Formation of the ND-GluRS:GatDE:tRNA^Gln complex. Electrophoretic mobility shift assays were performed between purified ND-GluRS and GatDE with ³²P-labeled tRNA^Gln or tRNA^Glu as described in the ‘Materials and Methods’ section. (A) ³²P-labeled tRNA^Gln (8 µM) incubated with no enzyme (lane 1) or increasing concentrations of ³²P-labeled tRNA^Gln incubated with GatDE (1 µM; lanes 2–8). (B) ³²P-labeled tRNA^Gln (100 nM) incubated with (lane 1) no enzyme, (lane 2) GatDE (6.0 µM), (lane 3) ND-GluRS (1 µM) or (lanes 4–9) ND-GluRS (1 µM) and GatDE (1.0–6.0 µM). (C) ³²P-labeled tRNA^Glu (100 nM) incubated with (lane 1) no enzyme, (lane 2) ND-GluRS (1 µM), (lane 3) GatDE (6 µM) or (lanes 4–7) ND-GluRS (1 µM) and GatDE (1.0–6.0 µM).

Figure 4.

Gel filtration analysis of the archaeal GatDE:GluRS:tRNA^Gln complex.
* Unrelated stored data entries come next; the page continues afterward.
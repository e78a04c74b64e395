//! Project configuration endpoints.

use axum::extract::State;
use axum::Json;
use serde::{Deserialize, Serialize};
use serde_json::Value;

use crate::api::error::ApiError;
use crate::api::types::ApiContext;
use crate::db::ProjectConfig;

#[derive(Serialize)]
pub struct LoadConfigsResponse {
    pub configs: Vec<ProjectConfig>,
}

/// `GET /api/load_configs` — all stored `{name, config}` pairs.
pub async fn load(State(ctx): State<ApiContext>) -> Result<Json<LoadConfigsResponse>, ApiError> {
    let configs = ctx.store.load_all_configs().await?;
    Ok(Json(LoadConfigsResponse { configs }))
}

#[derive(Deserialize)]
pub struct SaveConfigRequest {
    pub name: Option<String>,
    pub config: Option<Value>,
}

#[derive(Serialize)]
pub struct SaveConfigResponse {
    pub status: &'static str,
    pub name: String,
}

/// `POST /api/save_config` — upsert a configuration by name.
pub async fn save(
    State(ctx): State<ApiContext>,
    Json(req): Json<SaveConfigRequest>,
) -> Result<Json<SaveConfigResponse>, ApiError> {
    let (Some(name), Some(config)) = (req.name, req.config) else {
        return Err(ApiError::MissingField("Missing name or config"));
    };

    ctx.store.save_config(&name, &config).await?;
    Ok(Json(SaveConfigResponse {
        status: "saved",
        name,
    }))
}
Gel filtrations over a sephacryl S300 16/60 column were carried out as described in the ‘Materials and Methods’ section with tRNA^Gln (20 µM) and protein(s) indicated (GatDE and/or ND-GluRS) (20 µM). (A) Gel filtration and native PAGE analysis of free tRNA^Gln. (B) Gel filtration and native PAGE analysis of a sample containing GatDE with tRNA^Gln. The arrow indicates how long approximately GatDE is retained on the column (Figure 2A). (C) Gel filtration and native PAGE analysis of a sample containing GluRS and tRNA^Gln. (D) Gel filtration and native PAGE analysis of a sample containing GluRS, GatDE and tRNA^Gln.

Figure 5.

Gel filtration analysis after aminoacylation and transamidation. Gel filtrations over a sephacryl S300 16/60 column were carried out as described in the ‘Materials and Methods’ section with tRNA^Gln, GatDE and ND-GluRS, (20 µM each) and either (A) ATP (4 mM) and l-Glu (3.5 mM), or (B) ATP (4 mM), l-Glu (3.5 mM) and Asn (4 mM) added to the incubation mixture.

Figure 6.

Cycle of RNA-dependent biosynthesis of Gln in Archaea. (1) GatDE (orange) associates with ND-GluRS (lime). (2) ND-GluRS:GatDE binary complex binds tRNA^Gln (silver-blue) to form the ternary complex. (3) In the transamidosome (ND-GluRS:GatDE:tRNA^Gln), ND-GluRS glutamylates tRNA^Gln. (4) ND-GluRS dissociates from the complex allowing the 3′ CCA-end of the tRNA to flip into the GatDE kinase active site. (5) GatDE transamidates the tRNA-bound Glu to Gln. (6) Gln-tRNA^Gln is released from GatDE. For clarity only one GatDE monomer is shown.